• WORK INSTRUCTIONS:
Only the lines that contain the string "generation" belong in the answer; pull them from the records.

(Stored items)
--- START ---
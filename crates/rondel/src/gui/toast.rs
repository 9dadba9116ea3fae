/// Short-lived notification text shown over the ring.
///
/// Each `show` bumps a generation; an expiry timer only hides the toast it
/// was armed for, so a quick second click keeps its full display time.
#[derive(Debug, Clone, Default)]
pub struct Toast {
    message: String,
    generation: u64,
    visible: bool,
}

impl Toast {
    pub fn show(&mut self, message: impl Into<String>) -> u64 {
        self.message = message.into();
        self.visible = true;
        self.generation += 1;
        self.generation
    }

    /// Returns whether the toast was hidden.
    pub fn expire(&mut self, generation: u64) -> bool {
        if !self.visible || generation != self.generation {
            return false;
        }
        self.visible = false;
        true
    }

    pub fn message(&self) -> &str {
        &self.message
    }

    pub fn is_visible(&self) -> bool {
        self.visible
    }
}

#[cfg(test)]
mod tests {
    use super::*;

    #[test]
    fn test_show_then_expire() {
        let mut toast = Toast::default();
        assert!(!toast.is_visible());

        let id = toast.show("Center Button Clicked");
        assert!(toast.is_visible());
        assert_eq!(toast.message(), "Center Button Clicked");

        assert!(toast.expire(id));
        assert!(!toast.is_visible());
        assert!(!toast.expire(id));
    }

    #[test]
    fn test_stale_timer_keeps_newer_toast() {
        let mut toast = Toast::default();
        let first = toast.show("Button 0 clicked");
        let second = toast.show("Button 1 clicked");

        assert!(!toast.expire(first));
        assert!(toast.is_visible());
        assert_eq!(toast.message(), "Button 1 clicked");
        assert!(toast.expire(second));
    }
}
--- END ---
• FINAL ANSWER:
/// Each `show` bumps a generation; an expiry timer only hides the toast it
    generation: u64,
        self.generation += 1;
        self.generation
    pub fn expire(&mut self, generation: u64) -> bool {
        if !self.visible || generation != self.generation {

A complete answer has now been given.